**Raw data:**
===============
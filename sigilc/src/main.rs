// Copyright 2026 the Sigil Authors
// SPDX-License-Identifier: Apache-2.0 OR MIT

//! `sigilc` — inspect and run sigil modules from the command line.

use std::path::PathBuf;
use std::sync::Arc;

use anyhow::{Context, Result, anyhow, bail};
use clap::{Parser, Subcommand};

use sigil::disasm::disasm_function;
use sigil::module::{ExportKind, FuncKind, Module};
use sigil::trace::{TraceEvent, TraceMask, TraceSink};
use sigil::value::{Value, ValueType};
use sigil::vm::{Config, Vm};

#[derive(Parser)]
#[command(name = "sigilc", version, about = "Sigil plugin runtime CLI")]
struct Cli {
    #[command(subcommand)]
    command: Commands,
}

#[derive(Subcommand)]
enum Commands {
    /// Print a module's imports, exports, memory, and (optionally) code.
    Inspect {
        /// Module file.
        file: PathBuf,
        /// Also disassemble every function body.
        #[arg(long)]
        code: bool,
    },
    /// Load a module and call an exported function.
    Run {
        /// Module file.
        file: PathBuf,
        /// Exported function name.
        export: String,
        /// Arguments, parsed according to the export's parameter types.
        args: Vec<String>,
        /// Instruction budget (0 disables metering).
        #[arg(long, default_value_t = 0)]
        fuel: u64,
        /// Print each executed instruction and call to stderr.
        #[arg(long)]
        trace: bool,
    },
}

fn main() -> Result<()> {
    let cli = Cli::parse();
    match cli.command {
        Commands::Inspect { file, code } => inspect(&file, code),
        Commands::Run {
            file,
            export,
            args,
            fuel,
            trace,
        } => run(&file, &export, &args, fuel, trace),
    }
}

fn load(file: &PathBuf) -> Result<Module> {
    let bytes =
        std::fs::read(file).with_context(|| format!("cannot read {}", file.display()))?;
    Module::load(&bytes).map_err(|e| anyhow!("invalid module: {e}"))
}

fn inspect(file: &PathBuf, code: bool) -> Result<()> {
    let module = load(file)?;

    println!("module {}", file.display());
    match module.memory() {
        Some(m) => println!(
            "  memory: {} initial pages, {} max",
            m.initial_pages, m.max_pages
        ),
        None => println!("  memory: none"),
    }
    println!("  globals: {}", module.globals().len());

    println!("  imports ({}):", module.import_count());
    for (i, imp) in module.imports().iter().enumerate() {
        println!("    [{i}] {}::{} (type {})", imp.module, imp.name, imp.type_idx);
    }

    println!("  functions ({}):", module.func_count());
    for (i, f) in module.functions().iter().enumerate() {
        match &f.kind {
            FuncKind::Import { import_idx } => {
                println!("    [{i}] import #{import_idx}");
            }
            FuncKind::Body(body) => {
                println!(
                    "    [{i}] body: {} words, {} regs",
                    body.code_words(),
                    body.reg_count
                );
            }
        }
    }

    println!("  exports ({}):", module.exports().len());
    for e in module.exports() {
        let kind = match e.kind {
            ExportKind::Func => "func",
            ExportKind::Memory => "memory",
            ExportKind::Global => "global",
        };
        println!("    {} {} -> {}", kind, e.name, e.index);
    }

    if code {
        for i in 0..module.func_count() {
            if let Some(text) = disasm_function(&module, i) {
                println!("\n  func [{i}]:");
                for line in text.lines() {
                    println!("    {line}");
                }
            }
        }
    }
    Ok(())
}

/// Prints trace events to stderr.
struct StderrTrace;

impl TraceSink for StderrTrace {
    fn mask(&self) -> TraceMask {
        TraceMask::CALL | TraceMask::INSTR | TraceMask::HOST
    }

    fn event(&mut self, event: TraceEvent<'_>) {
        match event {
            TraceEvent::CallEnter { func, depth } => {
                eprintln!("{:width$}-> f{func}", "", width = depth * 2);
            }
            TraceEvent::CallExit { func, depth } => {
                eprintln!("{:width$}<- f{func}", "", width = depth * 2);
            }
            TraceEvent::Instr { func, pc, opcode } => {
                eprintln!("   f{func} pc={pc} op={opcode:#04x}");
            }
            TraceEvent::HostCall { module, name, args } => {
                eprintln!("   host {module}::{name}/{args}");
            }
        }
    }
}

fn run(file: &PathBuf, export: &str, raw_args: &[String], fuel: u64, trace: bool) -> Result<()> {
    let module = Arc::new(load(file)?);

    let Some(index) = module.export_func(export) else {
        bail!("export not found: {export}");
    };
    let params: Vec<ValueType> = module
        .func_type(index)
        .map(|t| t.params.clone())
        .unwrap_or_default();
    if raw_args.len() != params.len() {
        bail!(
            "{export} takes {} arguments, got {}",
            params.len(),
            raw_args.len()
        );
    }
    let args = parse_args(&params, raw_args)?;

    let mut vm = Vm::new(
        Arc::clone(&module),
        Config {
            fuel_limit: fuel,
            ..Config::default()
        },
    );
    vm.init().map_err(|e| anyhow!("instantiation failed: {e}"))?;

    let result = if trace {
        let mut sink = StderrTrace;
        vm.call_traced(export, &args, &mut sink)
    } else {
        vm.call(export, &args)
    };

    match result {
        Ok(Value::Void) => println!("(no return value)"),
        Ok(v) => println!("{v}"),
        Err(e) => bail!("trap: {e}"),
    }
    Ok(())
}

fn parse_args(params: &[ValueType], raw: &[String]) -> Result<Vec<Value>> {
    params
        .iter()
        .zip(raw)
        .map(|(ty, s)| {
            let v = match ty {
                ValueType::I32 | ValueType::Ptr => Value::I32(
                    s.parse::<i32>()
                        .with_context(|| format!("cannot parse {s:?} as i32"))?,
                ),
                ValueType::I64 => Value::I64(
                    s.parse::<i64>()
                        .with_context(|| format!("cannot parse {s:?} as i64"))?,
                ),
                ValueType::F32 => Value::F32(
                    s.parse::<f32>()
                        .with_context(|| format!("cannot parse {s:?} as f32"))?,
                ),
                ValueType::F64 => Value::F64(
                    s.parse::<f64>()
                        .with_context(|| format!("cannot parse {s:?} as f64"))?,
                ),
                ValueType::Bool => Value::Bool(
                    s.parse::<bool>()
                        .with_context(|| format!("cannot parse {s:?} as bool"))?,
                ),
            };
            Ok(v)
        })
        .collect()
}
===============
**Try it:**
Going through the entries, return every line holding the word "StderrTrace".

**Expected output:**
struct StderrTrace;
impl TraceSink for StderrTrace {
        let mut sink = StderrTrace;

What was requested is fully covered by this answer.